Work task
In the data below, which lines hold the word "hangup"? Copy them.
==============================
//! finegate
//!
//! Serves authorization decisions for GitHub access over HTTP.

use clap::Parser;
use finegate::{
    config::{AppConfig, LogFormat, load_config},
    error::ConfigError,
    kernel::{Kernel, SharedKernel},
    server::{AppState, router},
    transport::{HttpConfig, run_http_blocking},
    upstream::UpstreamClient,
};
use std::sync::Arc;
use tokio_util::sync::CancellationToken;
use tracing::{error, info};
use tracing_subscriber::{EnvFilter, fmt, prelude::*};

/// finegate - fine-grained access control for GitHub
#[derive(Parser, Debug)]
#[command(name = "finegate")]
#[command(version, about, long_about = None)]
struct Args {
    /// Path to configuration file
    #[arg(short, long, env = "FINEGATE_CONFIG")]
    config: Option<String>,

    /// Log level (trace, debug, info, warn, error); overrides logging.level
    #[arg(long, env = "FINEGATE_LOG_LEVEL")]
    log_level: Option<String>,

    /// Log format; overrides logging.format
    #[arg(long, env = "FINEGATE_LOG_FORMAT", value_enum)]
    log_format: Option<LogFormat>,

    /// HTTP server host; overrides server.host
    #[arg(long, env = "FINEGATE_HTTP_HOST")]
    host: Option<String>,

    /// HTTP server port; overrides server.port
    #[arg(long, env = "FINEGATE_HTTP_PORT")]
    port: Option<u16>,
}

fn init_logging(args: &Args, config: &AppConfig) {
    let level = args.log_level.as_deref().unwrap_or(&config.logging.level);
    let filter = EnvFilter::try_from_default_env().unwrap_or_else(|_| EnvFilter::new(level));

    match args.log_format.unwrap_or(config.logging.format) {
        LogFormat::Json => tracing_subscriber::registry()
            .with(fmt::layer().json().with_writer(std::io::stderr))
            .with(filter)
            .init(),
        LogFormat::Pretty => tracing_subscriber::registry()
            .with(fmt::layer().with_writer(std::io::stderr))
            .with(filter)
            .init(),
    }
}

/// Log what a kernel snapshot enforces
fn log_snapshot(kernel: &Kernel) {
    let taxonomy = kernel.taxonomy();
    info!(
        actions = taxonomy.primitive_actions().len(),
        namespaces = taxonomy.namespaces().count(),
        bundles = taxonomy.bundles().count(),
        "Action catalog loaded"
    );

    for rule in kernel.evaluator().rules() {
        info!("  rule {}", rule.summary());
    }

    for credential in kernel.credentials().iter() {
        info!(
            credential = credential.name(),
            token = %credential.secret().masked(),
            repos = credential.repos().len(),
            "Credential configured"
        );
    }
}

fn build_kernel(config_path: Option<&str>) -> Result<Kernel, ConfigError> {
    let config = load_config(config_path)?;
    Kernel::from_config(&config)
}

/// Rebuild the kernel on SIGHUP. A failed reload keeps the current snapshot.
#[cfg(unix)]
fn spawn_reload(kernel: Arc<SharedKernel>, config_path: Option<String>, cancel: CancellationToken) {
    use tokio::signal::unix::{SignalKind, signal};

    tokio::spawn(async move {
        let mut hangup = match signal(SignalKind::hangup()) {
            Ok(hangup) => hangup,
            Err(e) => {
                error!(error = %e, "Failed to install SIGHUP handler; reload disabled");
                return;
            }
        };

        loop {
            tokio::select! {
                _ = cancel.cancelled() => break,
                received = hangup.recv() => {
                    if received.is_none() {
                        break;
                    }
                    info!("Received SIGHUP, reloading configuration");
                    match build_kernel(config_path.as_deref()) {
                        Ok(next) => {
                            log_snapshot(&next);
                            kernel.replace(next);
                            info!("Configuration reloaded");
                        }
                        Err(e) => {
                            error!(error = %e, "Reload failed, keeping previous configuration");
                        }
                    }
                }
            }
        }
    });
}

#[tokio::main]
async fn main() -> anyhow::Result<()> {
    dotenvy::dotenv().ok();

    // Parse CLI arguments
    let args = Args::parse();

    // Configuration decides the log format, so it loads before logging starts
    let config = load_config(args.config.as_deref())?;

    init_logging(&args, &config);

    info!(version = env!("CARGO_PKG_VERSION"), "Starting finegate");

    let kernel = Kernel::from_config(&config)
        .inspect_err(|e| error!(error = %e, "Failed to build authorization kernel"))?;
    log_snapshot(&kernel);
    let kernel = Arc::new(SharedKernel::new(kernel));

    let probe = Arc::new(
        UpstreamClient::new(&config.upstream)
            .inspect_err(|e| error!(error = %e, "Failed to create upstream client"))?,
    );

    let cancel = CancellationToken::new();

    #[cfg(unix)]
    spawn_reload(Arc::clone(&kernel), args.config.clone(), cancel.clone());

    let host = args.host.as_deref().unwrap_or(&config.server.host);
    let port = args.port.unwrap_or(config.server.port);
    let http_config = HttpConfig::from_host_port(host, port)?;

    run_http_blocking(
        router(AppState::new(kernel, probe)),
        http_config,
        cancel.clone(),
    )
    .await?;

    cancel.cancel();

    Ok(())
}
==============================
Response
        let mut hangup = match signal(SignalKind::hangup()) {
            Ok(hangup) => hangup,
                received = hangup.recv() => {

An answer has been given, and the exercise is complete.